Hungarian violinist (1884–1958)

Pálma von Pászthory (23 May 1884 – 19 May 1958) was a Hungarian violinist.

She studied in Vienna between 1891 and 1893 with Josef Maxinchak and Augustus Düsberg. From 1893 to 1897, she was taught by Julius Blankensee in Nuremberg where her family moved after her mother married her second husband August Göllerich. Between 1897 and 1899, she attended the Hoch Conservatory in Frankfurt with Ivan Knorr and Fritz Bassermann teaching her in music theory and violin. In 1899, she moved to Berlin and continued her studies with Joseph Joachim and Andreas Moser at the Königliche Hochschule für Musik.

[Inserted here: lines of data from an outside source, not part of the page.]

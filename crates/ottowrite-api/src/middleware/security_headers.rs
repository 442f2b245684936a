//! Security headers middleware.
//!
//! This is a JSON API with no first-party pages, so the CSP locks everything
//! down and responses are never cacheable.

use axum::http::HeaderValue;
use axum::{
    extract::{Request, State},
    middleware::Next,
    response::Response,
};
use std::sync::Arc;

#[derive(Clone)]
pub struct SecurityHeadersConfig {
    pub is_production: bool,
}

impl SecurityHeadersConfig {
    pub fn new(is_production: bool) -> Self {
        Self { is_production }
    }
}

/// Adds security headers to every response.
pub async fn security_headers_middleware(
    State(config): State<Arc<SecurityHeadersConfig>>,
    request: Request,
    next: Next,
) -> Response {
    let mut response = next.run(request).await;

    let headers = response.headers_mut();

    headers.insert(
        "X-Content-Type-Options",
        HeaderValue::from_static("nosniff"),
    );
    headers.insert("X-Frame-Options", HeaderValue::from_static("DENY"));
    headers.insert(
        "Referrer-Policy",
        HeaderValue::from_static("strict-origin-when-cross-origin"),
    );
    headers.insert(
        "Content-Security-Policy",
        HeaderValue::from_static("default-src 'none'; frame-ancestors 'none'"),
    );

    // HSTS only makes sense behind TLS, which is a production concern.
    if config.is_production {
        headers.insert(
            "Strict-Transport-Security",
            HeaderValue::from_static("max-age=31536000; includeSubDomains"),
        );
    }

    // Responses carry manuscript access decisions and audit data; shared
    // caches must never hold them.
    headers.insert(
        "Cache-Control",
        HeaderValue::from_static("no-store, private"),
    );

    response
}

In 1903, she settled in Linz, where she was immediately awarded a gold medal at the First Upper Austrian Music Festival. She taught at the music school headed by her stepfather Göllerich. From 1908 to 1914, she lived and worked in Leipzig. In 1914, she began teaching in Berlin at the Ochs-Eichelberg Conservatory. In 1916, she moved to Munich, then from 1923 to 1925, she worked again in Linz as professor of music school and concertmaster of the local orchestra. In 1925, she returned to Munich.

She performed as a soloist with a repertoire ranging from J. S. Bach and J. von Bieber to Joseph Joachim. She was known as a promoter of Max Reger's music and performed with him (in particular, performing his Violin Concerto with the Berlin Philharmonic conducted by the composer in 1910). She also performed as part of the piano trio with Fritz von Bose and Robert Emile Hansen and later as part of another trio with Ella Jonas-Stockhausen and Eugenia Stolz. In 1938–1939, she was the first violin in the Pastorie string quartet.

Pálma von Pászthory reworked a number of keyboard compositions by Bach, Friederic Chopin and Tchaikovsky for violin or string quartet.